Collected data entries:
Content starts

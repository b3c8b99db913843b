use crate::error::{Error, Result};
use serde::{Deserialize, Serialize};
use std::path::{Path, PathBuf};

/// Config file picked up from the working directory when `--config` is absent
pub const DEFAULT_CONFIG_FILE: &str = "pagemap.toml";

pub const DEFAULT_BASE_URL: &str = "https://server.localzet.com";
pub const DEFAULT_CONTENT_DIR: &str = "src/pages";
pub const DEFAULT_OUTPUT_FILE: &str = "public/sitemap.xml";
pub const DEFAULT_EXTENSIONS: &[&str] = &["mdx"];

/// Framework entry points that never become routes
pub const DEFAULT_EXCLUDE_FILES: &[&str] = &["_app.jsx", "_document.jsx", "_error.jsx"];

/// Any file whose name contains one of these is skipped, wherever it appears
pub const DEFAULT_EXCLUDE_PATTERNS: &[&str] = &["_app", "_document", "_error", "404", "500"];

/// Main configuration
#[derive(Debug, Clone, Default, Serialize, Deserialize)]
#[serde(default)]
pub struct Config {
    pub site: SiteConfig,
    pub content: ContentConfig,
    pub output: OutputConfig,
}

/// Published site settings
#[derive(Debug, Clone, Serialize, Deserialize)]
#[serde(default)]
pub struct SiteConfig {
    /// Absolute origin prepended to every route, without a trailing slash
    pub base_url: String,
}

/// Content tree settings
#[derive(Debug, Clone, Serialize, Deserialize)]
#[serde(default)]
pub struct ContentConfig {
    pub directory: PathBuf,
    pub extensions: Vec<String>,
    pub exclude_files: Vec<String>,
    pub exclude_patterns: Vec<String>,
}

/// Output settings
#[derive(Debug, Clone, Serialize, Deserialize)]
#[serde(default)]
pub struct OutputConfig {
    pub file: PathBuf,
}

impl Default for SiteConfig {
    fn default() -> Self {
        Self {
            base_url: DEFAULT_BASE_URL.to_string(),
        }
    }
}

impl Default for ContentConfig {
    fn default() -> Self {
        Self {
            directory: PathBuf::from(DEFAULT_CONTENT_DIR),
            extensions: to_strings(DEFAULT_EXTENSIONS),
            exclude_files: to_strings(DEFAULT_EXCLUDE_FILES),
            exclude_patterns: to_strings(DEFAULT_EXCLUDE_PATTERNS),
        }
    }
}

impl Default for OutputConfig {
    fn default() -> Self {
        Self {
            file: PathBuf::from(DEFAULT_OUTPUT_FILE),
        }
    }
}

fn to_strings(items: &[&str]) -> Vec<String> {
    items.iter().map(|s| s.to_string()).collect()
}

impl Config {
    /// Load config from a TOML file
    pub fn load(path: &Path) -> Result<Self> {
        let contents = std::fs::read_to_string(path)?;
        let config: Config = toml::from_str(&contents)?;
        config.validate()?;
        Ok(config)
    }

    /// Load an explicitly requested config file, or `pagemap.toml` in the
    /// working directory when it exists, or fall back to defaults.
    ///
    /// A config file that exists but fails to load is an error, never a
    /// silent fallback.
    pub fn discover(explicit: Option<&Path>) -> Result<Self> {
        match explicit {
            Some(path) => Self::load(path),
            None => {
                let default_path = Path::new(DEFAULT_CONFIG_FILE);
                if default_path.is_file() {
                    Self::load(default_path)
                } else {
                    Ok(Self::default())
                }
            }
        }
    }

    /// Merge CLI arguments into config (CLI takes precedence)
    pub fn merge_cli(
        &mut self,
        content_dir: Option<PathBuf>,
        output: Option<PathBuf>,
        base_url: Option<String>,
    ) {
        if let Some(dir) = content_dir {
            self.content.directory = dir;
        }

        if let Some(out) = output {
            self.output.file = out;
        }

        if let Some(url) = base_url {
            self.site.base_url = url;
        }
    }

    /// Validate configuration
    pub fn validate(&self) -> Result<()> {
        let base_url = &self.site.base_url;
        if base_url.is_empty() {
            return Err(Error::config_validation("base_url must not be empty"));
        }

        if !(base_url.starts_with("http://") || base_url.starts_with("https://")) {
            return Err(Error::config_validation(format!(
                "base_url must start with http:// or https://, got {base_url}"
            )));
        }

        if base_url.ends_with('/') {
            return Err(Error::config_validation(
                "base_url must not end with a slash",
            ));
        }

        if self.content.extensions.is_empty() {
            return Err(Error::config_validation(
                "at least one content extension required",
            ));
        }

        if self
            .content
            .extensions
            .iter()
            .any(|ext| ext.trim_start_matches('.').is_empty())
        {
            return Err(Error::config_validation("content extensions must not be empty"));
        }

        if self.output.file.as_os_str().is_empty() {
            return Err(Error::config_validation("output file must not be empty"));
        }

        Ok(())
    }
}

Content ends

• **WHAT TO PRODUCE**
Would you give the number of lines above that hold "items"? Only the number is needed.

• **ANSWER BOX**
2